Fábio Porchat entregou os prêmios: “Renato influenciou não só os comediantes, mas a todos nós. É muito importante um festival homenagear um humorista em tempos de tantas brigas”, ressaltou Porchat. Emocionado, o eterno Didi disse que o tributo a ele era muito significativa por ser na sua terra. “Eu assisti ‘Anastacia’, o filme que inaugurou esta sala! Eu sempre quis fazer cinema e, quando decidi ir para o Rio, pensava: ‘Chego lá, faço um filme, fico feliz e volto’. Vou para o 51º filme... Como vou retribuir tudo isso?”, disse, emocionado.

Depois da homenagem, o diretor Petrus Cariry subiu ao palco ao lado dos atores Nanego Lira e Verônica Cavalcanti para apresentar sua obra, “O barco”. Ontem, ele conversou sobre seu quarto longa-metragem, todo filmado na Praia das Fontes, em Beberibe, a 80 quilômetros de Fortaleza. “Parti de um conto de três páginas chamado ‘O barco’, do livro ‘Ofos’, do escritor cearense Carlos Emílio. Mas achei, a princípio, que aquilo era impossível de se filmar. Passei o argumento para meu pai (o cineasta Rosemberg Cariry), que fez a primeira versão do roteiro. Depois, eu e Firmino Holanda editamos”, conta o cineasta.

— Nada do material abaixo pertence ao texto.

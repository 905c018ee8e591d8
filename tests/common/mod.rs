#![allow(dead_code)]

use assert_cmd::cargo::cargo_bin_cmd;
use assert_cmd::Command;
use std::fs;
use std::os::unix::fs::PermissionsExt;
use std::path::{Path, PathBuf};
use tempfile::TempDir;

pub const ALL_TOOLS: [&str; 3] = ["openroad", "yosys", "klayout"];

/// Stub `openroad` that behaves like a clean run: writes all three reports and exits 0.
pub const OPENROAD_OK: &str = "echo \"OpenROAD stub: $*\"
echo 'slack = 50ps' > reports/timing_report.txt
echo 'Total power 1.2 mW' > reports/power_report.txt
echo 'Design area 240 u^2' > reports/area_report.txt
exit 0";

pub struct TestEnv {
    _tmp: TempDir,
    pub root: PathBuf,
    pub bin: PathBuf,
}

impl TestEnv {
    pub fn new() -> Self {
        let tmp = TempDir::new().expect("create temp dir");
        let root = tmp.path().join("project");
        let bin = tmp.path().join("bin");
        fs::create_dir_all(root.join("config")).expect("create project config dir");
        fs::create_dir_all(&bin).expect("create stub bin dir");
        fs::write(
            root.join("config/openroad_config.tcl"),
            "set TOP_MODULE vixen_dio_pro\n",
        )
        .expect("write control config");

        Self {
            _tmp: tmp,
            root,
            bin,
        }
    }

    /// Environment with all required tools; `openroad` runs `openroad_body`.
    pub fn with_tools(openroad_body: &str) -> Self {
        let env = Self::new();
        env.stub("openroad", openroad_body);
        env.stub("yosys", "exit 0");
        env.stub("klayout", "exit 0");
        env
    }

    pub fn stub(&self, name: &str, body: &str) -> PathBuf {
        let path = self.bin.join(name);
        fs::write(&path, format!("#!/bin/sh\n{body}\n")).expect("write stub");
        fs::set_permissions(&path, fs::Permissions::from_mode(0o755)).expect("chmod stub");
        path
    }

    /// Binary invocation isolated to the stub `PATH`, run from the project root.
    pub fn cmd(&self) -> Command {
        let mut cmd = cargo_bin_cmd!("vixen-flow");
        cmd.env("PATH", &self.bin)
            .env_remove("VIXEN_FLOW_LOG")
            .current_dir(&self.root);
        cmd
    }

    pub fn path(&self, rel: &str) -> PathBuf {
        self.root.join(rel)
    }

    pub fn read(&self, rel: &str) -> String {
        fs::read_to_string(self.path(rel)).expect("read project file")
    }
}

pub fn dir_names(dir: &Path) -> Vec<String> {
    let mut names: Vec<String> = fs::read_dir(dir)
        .expect("read dir")
        .map(|e| e.expect("dir entry").file_name().to_string_lossy().to_string())
        .collect();
    names.sort();
    names
}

O filme mostra uma família numerosa, de 26 filhos, onde a mãe os nomeou apenas com as letras do alfabeto. Morando num casebre à beira de um mar bravio, os filhos pescam com rede diariamente para se alimentar, enquanto a mãe tem visões e o pai não fala mais. Um barco encalha misteriosamente na areia e, logo em seguida, surge uma mulher do mar, que encanta os pescadores com suas histórias. “Ana e Esmerina, personagens de Samya de Lavor e Veronica Cavalcanti, respectivamente, são dois pilares. A primeira, que seduz os homens mais com as palavras do que com o próprio corpo. A segunda, que quer lutar para que a família fique ali, unida a qualquer custo. São personagens femininos muito fortes, como também trabalhei nos meus filmes anteriores, ‘O grãos’, ‘Mãe e filha’ e ‘Clarisse’”, explica.

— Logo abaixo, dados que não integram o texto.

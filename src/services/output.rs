use crate::domain::models::JsonOut;
use serde::Serialize;

pub fn print_json<T: Serialize>(ok: bool, data: T) -> anyhow::Result<()> {
    println!(
        "{}",
        serde_json::to_string_pretty(&JsonOut { ok, data })?
    );
    Ok(())
}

Petrus, aliás, faz questão de deixar claro que o filme é uma fábula. “Na verdade, eu queria ter feito algo mais radical, sem diálogos, mas sei que seria de difícil compreensão. Mas, ainda assim, o diretor, que também assina fotografia e montagem, diz que pode trabalhar com extremos, tipo sons excessivos e fotografia natural. “Há realmente sons metálicos, que se tornam até opressores quando quero, por exemplo, mostrar um mar ameaçador”, diz.

Já a fotografia, apesar de confessar que levou um grande equipamento e acabou não usando - “A Barbara (Cariry, produtora executiva) ficava me perguntando toda hora ‘E o equipamento, quando vai usar?’, brinca - acabou sendo toda de luz natural. “Foi um desafio, porque aquele lugar tem cores fortes, diferentes e as falésias, que mais parecem cidadelas. Optei pela luz natural usando um ou dois lampiões e, à noite, com o diafragma totalmente aberto, aproveitei a luz da lua”, conta Petrus.

Com um documentário já finalizado – “A jangada de Wells”, sobre a passagem de Orson Welles pelo Ceará – , Petrus diz que “O barco” deve ser lançado em circuito no primeiro semestre do ano que vem. Mas, antes disso, ele começa a filmar outra ficção chamada “Mais pesado que o céu”. “É um roadmovie com protagonistas femininas!”, avisa.